View on GitHub

Oak ZeroMQ Nodestore

Mirror of Apache Jackrabbit Oak

Oak ZeroMQ Nodestore

The ZeroMQ nodestore is a distributed nodestore for Apache Oak using ZeroMQ as its communication layer.

NodeStates

We adopt the Oak NodeState model also for the storage backend. Nodestates contain properties and references to their child nodestates. They are serialised and identified by the hash of their serialisation (content-addressable storage). Therefore the serialised nodestate is the basic unit of storage (key/value pair or document) and can be treated like any other blob.

Oak NodeState Model

Journal

A reference to the root nodestate is stored separately in a journal head and defines a repository. Several root nodestates and therefore journals/repositories can share the same blobstore bucket. These root nodestates can even belong to different tenants. A repository can be cloned in no time by creating a new journal referencing the same root nodestate.

The log

Changes are written to a log, which gives them a global order. When a commit is merged, the blobs and nodestates are written first, then the new journal entry. All participating Oak instances listen to and process the log and its commits, including their own, in the same manner, and therefore eventually have the same state. In the case of conflicts, all instances use the same resolution mechanism.

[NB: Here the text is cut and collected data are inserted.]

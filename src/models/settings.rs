/// Values shown on the admin settings page.
#[derive(Debug, Clone, PartialEq)]
pub struct PlatformSettings {
    pub platform_name: String,
    pub support_email: String,
    pub maintenance_mode: bool,
    pub premium_price: String,
    pub pro_price: String,
}

impl Default for PlatformSettings {
    fn default() -> Self {
        Self {
            platform_name: "Arabic Foundations".to_string(),
            support_email: "coach@arabic.one".to_string(),
            maintenance_mode: false,
            premium_price: "29".to_string(),
            pro_price: "49".to_string(),
        }
    }
}

/// Individually stored setting. The string names double as the
/// `data-setting` attribute values on the settings form.
#[derive(Debug, Clone, Copy, PartialEq, Eq, Hash)]
pub enum SettingKey {
    PlatformName,
    SupportEmail,
    MaintenanceMode,
    PremiumPrice,
    ProPrice,
}

impl SettingKey {
    pub const ALL: [SettingKey; 5] = [
        SettingKey::PlatformName,
        SettingKey::SupportEmail,
        SettingKey::MaintenanceMode,
        SettingKey::PremiumPrice,
        SettingKey::ProPrice,
    ];

    pub fn name(&self) -> &'static str {
        match self {
            SettingKey::PlatformName => "platformName",
            SettingKey::SupportEmail => "supportEmail",
            SettingKey::MaintenanceMode => "maintenanceMode",
            SettingKey::PremiumPrice => "premiumPrice",
            SettingKey::ProPrice => "proPrice",
        }
    }

    pub fn from_name(name: &str) -> Option<Self> {
        Self::ALL.into_iter().find(|key| key.name() == name)
    }

    pub fn is_checkbox(&self) -> bool {
        matches!(self, SettingKey::MaintenanceMode)
    }
}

In addition to Oak instances, other processes listen to the log:

Services

Security

The current PoC implementation does not use any encryption and therefore assumes that blobstore buckets and the logs are kept separate between tenants. If tenants share a common blobstore and/or the log, the data would need to be encrypted before sending it to the log and decrypted when read by the Oak nodestore. This is what we’re aiming for so the PoC should do that eventually and check the performance impact. An alternative would be a per-tenant blob cache doing the encryption and decryption.

The nice thing about using ZeroMQ for communication is that it provides us with a pluggable architecture where such a cache can be easily added, as long as we keep the communication protocol stable.

PoC implementation

Communication hub

The “comm-hub” process is the communication backbone. It opens two sockets, one for writing messages to the queue, and one for reading.

The message format is a bit verbose but makes debugging easier. Fields are separated by a space. The first field starts with a service identifier (currently “read” or “write”), a dash “-“, and a type (“req” for request, “rep” for reply). The second field identifies the requesting thread («pid»@«host»-«threadId»). The third field should be a message id set by the requester and echoed in the reply, but I think that’s not fully implemented yet. In a reply message, the fourth field indicates the message status: «N» for “not found”, «F» for “fault/error”, «C» for “continued” (this is a multi-part message and more parts will follow), or «E» “end” (this is the end of a multi-part message or the only message part). The remaining fields are service dependent.

Reader service

The reader service provides blobs/nodestates («blob» and «hasblob») and the current root of a journal («journal»). For example

read-req 33624@Axels-MacBook-Pro.local-306 2 hasblob 8578AEA22CF6ADE2C845ECE9C375B4DA
read-rep 33624@Axels-MacBook-Pro.local-306 2 E false

Writer service

The writer service stores blobs/nodestates and the journal(s) in the blobstore. For efficiency the «braw» command is used most of the time. It contains the blob in binary format in the last field of the message. For blobs exceeding the max message size, they are split into b64 encoded chunks and sent to the queue using «b64+» (start with blobId as parameter), «b64d» (with b64 encoded data), and «b64!» (end). Upon success the service responds with an empty «E» message.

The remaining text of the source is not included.